Вариант - _too rich (for me) - слишком калорийно (для меня)_


----------



## Budspok

an entree.... is overpowering and ruins the taste of the food.=
закУска... очень насЫщенная и забивАет / перебивАет вкус основнОго блЮда.


----------



## Xavier61

Rosett said:


> "Тяжёлая" пища has a connotation that is quite different from the topic overall since it has probably nothing to do with flavor. This kind of food refers to difficult digestion (long and, sometimes, painful, leading to constipation,) and it could be, for example, just corn. If someone eats corn only, it can form a so-called "corn puck" that is felt pretty heavy in the digestion tract. Also, a variety of starchy junk food or just spaghetti falls under the description of "тяжёлая" пища, or it could be just a large quantity of feast meal stretching the stomach and overloading the entire digestion system.
> "Too rich," as I understand it, is talking about flavor, and it refers predominantly to overwhelmingly tasty, concentrated food that needs some sort of thinning in order to be consumed comfortably solo, for example (if not talking just about fatty meals): condensated milk, liquid jam, tomato paste, salty dried fish (that goes well with beer,) etc.


Probably you are right in the general sense, but it depends a lot on personal preferences. For me, spaghetti with bolognese sauce is not тяжёлая, I can eat a lot of dried fish, and so on.
If we only want to speak about flavor, then maybe we can use вкус as in:
"French Vanilla Deluxe — Французская Ваниль «Делюкс»
Более сильный и богатый вкус, нежели обычная Французская Ваниль. может показаться кому-то слишком сильным!"
Описание вкусов - ароматизаторов TPA (The Perfurmer's Apprentice, ТПА) | Блог Раска
Looks like a translation of an English text, I don't know whether that usage is idiomatic.


----------



## Rosett

Xavier61 said:


> Probably you are right in the general sense, but it depends a lot on personal preferences. For me, spaghetti with bolognese sauce is not тяжёлая, I can eat a lot of dried fish, and so on.
> If we only want to speak about flavor, then maybe we can use вкус as in:
> "French Vanilla Deluxe — Французская Ваниль «Делюкс»
> Более сильный и богатый вкус, нежели обычная Французская Ваниль. может показаться кому-то слишком сильным!"
> Описание вкусов - ароматизаторов TPA (The Perfurmer's Apprentice, ТПА) | Блог Раска
> Looks like a translation of an English text, I don't know whether that usage is idiomatic.
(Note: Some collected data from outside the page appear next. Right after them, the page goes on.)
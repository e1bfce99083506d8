//! Average Hash (aHash) implementation.
//!
//! aHash works by:
//! 1. Resizing the image to 8x8
//! 2. Converting to grayscale
//! 3. Computing the mean intensity of the 64 cells
//! 4. For each cell in row-major order: 1 if strictly brighter than the mean, else 0

use super::super::fast_resize::resize_to_grayscale;
use super::super::pixels::PixelBuffer;
use super::super::traits::{BitHash, HashAlgorithm, HashAlgorithmKind};
use crate::error::HashError;

/// Side of the aHash grid
pub const AVERAGE_GRID: u32 = 8;

/// Average Hash (aHash) implementation
#[derive(Debug, Default, Clone, Copy)]
pub struct AverageHasher;

impl AverageHasher {
    /// Create a new aHash hasher
    pub fn new() -> Self {
        Self
    }
}

impl HashAlgorithm for AverageHasher {
    fn hash_pixels(&self, pixels: &PixelBuffer) -> Result<BitHash, HashError> {
        let gray = resize_to_grayscale(pixels, AVERAGE_GRID, AVERAGE_GRID)?;

        let total: u64 = gray.data().iter().map(|&p| p as u64).sum();
        let average = total as f64 / gray.data().len() as f64;

        let bits = gray.data().iter().map(|&p| p as f64 > average);
        Ok(BitHash::from_bits(bits, HashAlgorithmKind::Average))
    }

    fn kind(&self) -> HashAlgorithmKind {
        HashAlgorithmKind::Average
    }

    fn bit_len(&self) -> u32 {
        AVERAGE_GRID * AVERAGE_GRID
    }
}

#[cfg(test)]
mod tests {
    use super::*;

    fn create_solid_buffer(value: u8) -> PixelBuffer {
        PixelBuffer::new(100, 100, PixelBuffer::RGB, vec![value; 100 * 100 * 3]).unwrap()
    }

    fn create_top_bright_buffer() -> PixelBuffer {
        let mut data = Vec::with_capacity(64 * 64 * 3);
        for y in 0..64 {
            let value = if y < 32 { 230 } else { 20 };
            for _ in 0..64 {
                data.extend_from_slice(&[value, value, value]);
            }
        }
        PixelBuffer::new(64, 64, PixelBuffer::RGB, data).unwrap()
    }

    #[test]
    fn hash_has_64_bits() {
        let hash = AverageHasher::new().hash_pixels(&create_solid_buffer(90)).unwrap();
        assert_eq!(hash.bit_len(), 64);
        assert_eq!(hash.algorithm(), HashAlgorithmKind::Average);
    }

    #[test]
    fn solid_image_has_no_bits_above_mean() {
        let hash = AverageHasher::new().hash_pixels(&create_solid_buffer(128)).unwrap();
        assert!(hash.as_bytes().iter().all(|&b| b == 0x00));
    }

    #[test]
    fn bright_top_half_sets_first_32_bits() {
        let hash = AverageHasher::new().hash_pixels(&create_top_bright_buffer()).unwrap();

        assert_eq!(hash.to_hex(), "ffffffff00000000");
    }

    #[test]
    fn identical_images_produce_identical_hash() {
        let hasher = AverageHasher::new();
        let image = create_top_bright_buffer();

        let hash1 = hasher.hash_pixels(&image).unwrap();
        let hash2 = hasher.hash_pixels(&image).unwrap();

        assert_eq!(hash1.distance(&hash2).unwrap(), 0);
    }
}
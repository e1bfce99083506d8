//! Moves duplicate images into a target directory.

use crate::error::MoveError;
use serde::{Deserialize, Serialize};
use std::fs;
use std::io;
use std::path::{Path, PathBuf};
use std::time::Instant;

/// Outcome of moving a duplicate set
#[derive(Debug, Clone, Default, Serialize, Deserialize)]
pub struct MoveReport {
    /// Destination of every file that was moved
    pub moved: Vec<PathBuf>,
    /// One message per file that stayed where it was
    pub errors: Vec<String>,
    pub duration_ms: u64,
}

/// Moves files into one directory, never overwriting anything there
pub struct DuplicateMover {
    target: PathBuf,
}

impl DuplicateMover {
    /// Mover into `target`, created if missing
    pub fn new(target: impl Into<PathBuf>) -> Result<Self, MoveError> {
        let target = target.into();

        if target.exists() && !target.is_dir() {
            return Err(MoveError::TargetNotDirectory { path: target });
        }
        fs::create_dir_all(&target).map_err(|e| MoveError::CreateTarget {
            path: target.clone(),
            source: e,
        })?;

        Ok(Self { target })
    }

    pub fn target(&self) -> &Path {
        &self.target
    }

    /// Move each path into the target directory.
    ///
    /// A file that cannot be moved is reported and left in place; the
    /// remaining files are still moved.
    pub fn move_all(&self, paths: &[PathBuf]) -> MoveReport {
        let start = Instant::now();
        let mut report = MoveReport::default();

        for source in paths {
            let Some(name) = source.file_name() else {
                report
                    .errors
                    .push(format!("{}: not a file path", source.display()));
                continue;
            };
            let destination = self.target.join(name);

            match move_file(source, &destination) {
                Ok(()) => {
                    tracing::debug!(
                        from = %source.display(),
                        to = %destination.display(),
                        "Moved duplicate"
                    );
                    report.moved.push(destination);
                }
                Err(e) => {
                    tracing::warn!(path = %source.display(), error = %e, "Could not move duplicate");
                    report.errors.push(format!("{}: {}", source.display(), e));
                }
            }
        }

        report.duration_ms = start.elapsed().as_millis() as u64;
        report
    }
}

fn move_file(source: &Path, destination: &Path) -> io::Result<()> {
    if !source.exists() {
        return Err(io::Error::new(io::ErrorKind::NotFound, "source file not found"));
    }
    if destination.exists() {
        return Err(io::Error::new(
            io::ErrorKind::AlreadyExists,
            format!("{} already exists", destination.display()),
        ));
    }

    // rename fails across filesystems, fall back to copy + verify + delete
    fs::rename(source, destination).or_else(|_| {
        let source_size = fs::metadata(source)?.len();
        fs::copy(source, destination)?;

        let dest_size = fs::metadata(destination)?.len();
        if dest_size != source_size {
            let _ = fs::remove_file(destination);
            return Err(io::Error::other(format!(
                "copy verification failed: source {} bytes, dest {} bytes",
                source_size, dest_size
            )));
        }

        fs::remove_file(source)
    })
}

#[cfg(test)]
mod tests {
    use super::*;
    use tempfile::TempDir;

    #[test]
    fn moves_files_into_target() {
        let source_dir = TempDir::new().unwrap();
        let target_dir = TempDir::new().unwrap();
        let a = source_dir.path().join("a.jpg");
        let b = source_dir.path().join("b.jpg");
        fs::write(&a, b"first").unwrap();
        fs::write(&b, b"second").unwrap();

        let mover = DuplicateMover::new(target_dir.path().join("similar_images")).unwrap();
        let report = mover.move_all(&[a.clone(), b.clone()]);

        assert_eq!(report.moved.len(), 2);
        assert!(report.errors.is_empty());
        assert!(!a.exists());
        assert_eq!(fs::read(mover.target().join("b.jpg")).unwrap(), b"second");
    }

    #[test]
    fn existing_destination_is_not_overwritten() {
        let source_dir = TempDir::new().unwrap();
        let target_dir = TempDir::new().unwrap();
        let a = source_dir.path().join("a.jpg");
        fs::write(&a, b"new").unwrap();
        fs::write(target_dir.path().join("a.jpg"), b"old").unwrap();

        let mover = DuplicateMover::new(target_dir.path()).unwrap();
        let report = mover.move_all(std::slice::from_ref(&a));

        assert!(report.moved.is_empty());
        assert_eq!(report.errors.len(), 1);
        assert!(a.exists());
        assert_eq!(fs::read(target_dir.path().join("a.jpg")).unwrap(), b"old");
    }

    #[test]
    fn missing_source_is_reported() {
        let target_dir = TempDir::new().unwrap();
        let mover = DuplicateMover::new(target_dir.path()).unwrap();

        let report = mover.move_all(&[PathBuf::from("/nonexistent/file.jpg")]);

        assert!(report.moved.is_empty());
        assert_eq!(report.errors.len(), 1);
    }

    #[test]
    fn file_target_is_rejected() {
        let dir = TempDir::new().unwrap();
        let file = dir.path().join("not_a_dir");
        fs::write(&file, b"x").unwrap();

        assert!(matches!(
            DuplicateMover::new(&file),
            Err(MoveError::TargetNotDirectory { .. })
        ));
    }
}
//! Trait and value types for bit-sequence fingerprints.

use super::fast_decode::{FastDecoder, ImageDecoder};
use super::pixels::PixelBuffer;
use crate::error::{CompareError, HashError};
use serde::{Deserialize, Serialize};
use std::path::Path;

/// Available bit-hash algorithms
#[derive(Debug, Clone, Copy, PartialEq, Eq, Hash, Serialize, Deserialize)]
pub enum HashAlgorithmKind {
    /// Average Hash (aHash) - 8x8 cells against their mean
    Average,
    /// Difference Hash (dHash) - horizontal gradients, 56 bits
    Difference,
    /// Perceptual Hash (pHash) - low DCT frequencies against their mean
    Perceptual,
}

impl HashAlgorithmKind {
    /// Get a human-readable description of the algorithm
    pub fn description(&self) -> &'static str {
        match self {
            HashAlgorithmKind::Average => {
                "Average Hash (aHash) - Fast comparison based on average brightness"
            }
            HashAlgorithmKind::Difference => {
                "Difference Hash (dHash) - Compares brightness gradients between pixels"
            }
            HashAlgorithmKind::Perceptual => {
                "Perceptual Hash (pHash) - DCT-based, robust to edits and transformations"
            }
        }
    }
}

impl std::fmt::Display for HashAlgorithmKind {
    fn fmt(&self, f: &mut std::fmt::Formatter<'_>) -> std::fmt::Result {
        match self {
            HashAlgorithmKind::Average => write!(f, "aHash"),
            HashAlgorithmKind::Difference => write!(f, "dHash"),
            HashAlgorithmKind::Perceptual => write!(f, "pHash"),
        }
    }
}

/// Trait for hash algorithm implementations
pub trait HashAlgorithm: Send + Sync {
    /// Compute a hash from already-decoded pixels
    fn hash_pixels(&self, pixels: &PixelBuffer) -> Result<BitHash, HashError>;

    /// Decode a file and hash it
    fn hash_file(&self, path: &Path) -> Result<BitHash, HashError> {
        let pixels = FastDecoder.decode(path)?;
        self.hash_pixels(&pixels)
    }

    /// Get the algorithm kind
    fn kind(&self) -> HashAlgorithmKind;

    /// Length of the produced bit sequence
    fn bit_len(&self) -> u32;
}

/// A fixed-length bit sequence produced by one algorithm.
///
/// Bits are packed most-significant first; unused trailing bits of the
/// last byte are always zero.
#[derive(Debug, Clone, PartialEq, Eq, Serialize, Deserialize)]
pub struct BitHash {
    bytes: Vec<u8>,
    bit_len: u32,
    algorithm: HashAlgorithmKind,
}

impl BitHash {
    /// Pack a sequence of bits
    pub fn from_bits(bits: impl IntoIterator<Item = bool>, algorithm: HashAlgorithmKind) -> Self {
        let mut bytes = Vec::new();
        let mut current_byte: u8 = 0;
        let mut bit_len: u32 = 0;

        for bit in bits {
            let bit_position = bit_len % 8;
            if bit {
                current_byte |= 1 << (7 - bit_position);
            }
            bit_len += 1;

            if bit_len % 8 == 0 {
                bytes.push(current_byte);
                current_byte = 0;
            }
        }

        if bit_len % 8 != 0 {
            bytes.push(current_byte);
        }

        Self {
            bytes,
            bit_len,
            algorithm,
        }
    }

    /// Restore from packed bytes, ignoring anything past `bit_len`
    pub fn from_bytes(bytes: &[u8], bit_len: u32, algorithm: HashAlgorithmKind) -> Self {
        let needed = bit_len.div_ceil(8) as usize;
        let mut bytes: Vec<u8> = bytes.iter().copied().take(needed).collect();
        bytes.resize(needed, 0);

        let spare = (needed * 8) as u32 - bit_len;
        if spare > 0 {
            if let Some(last) = bytes.last_mut() {
                *last &= 0xFFu8 << spare;
            }
        }

        Self {
            bytes,
            bit_len,
            algorithm,
        }
    }

    /// Number of meaningful bits
    pub fn bit_len(&self) -> u32 {
        self.bit_len
    }

    /// Get the algorithm that produced this hash
    pub fn algorithm(&self) -> HashAlgorithmKind {
        self.algorithm
    }

    /// Get the raw hash bytes
    pub fn as_bytes(&self) -> &[u8] {
        &self.bytes
    }

    /// Bit at `index`, counting from the first cell
    pub fn bit(&self, index: u32) -> bool {
        let byte = self.bytes[(index / 8) as usize];
        byte & (1 << (7 - index % 8)) != 0
    }

    /// Hamming distance to another hash of the same algorithm and length.
    pub fn distance(&self, other: &Self) -> Result<u32, CompareError> {
        if self.bit_len != other.bit_len {
            return Err(CompareError::DimensionMismatch {
                left: self.bit_len,
                right: other.bit_len,
            });
        }

        if self.algorithm != other.algorithm {
            return Err(CompareError::AlgorithmMismatch {
                left: self.algorithm,
                right: other.algorithm,
            });
        }

        Ok(self
            .bytes
            .iter()
            .zip(other.bytes.iter())
            .map(|(a, b)| (a ^ b).count_ones())
            .sum())
    }

    /// Get the hash as a hexadecimal string
    pub fn to_hex(&self) -> String {
        self.bytes.iter().map(|b| format!("{:02x}", b)).collect()
    }

    /// `'0'`/`'1'` string, one character per bit
    pub fn to_bit_string(&self) -> String {
        (0..self.bit_len)
            .map(|i| if self.bit(i) { '1' } else { '0' })
            .collect()
    }
}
Yeah, spaghetti represent rather personal feelings, (ex.: Italians take spaghetti with bread,) but everyone's taste is strictly individual, so is the "too rich" threshold.

Spaghetti was referred to as an example of "тяжёлая пища", as opposed to "too rich flavour." But you pour a cup of healthy olive oil over your spaghetti plate, it may taste too rich even for spaghetti lovers.


----------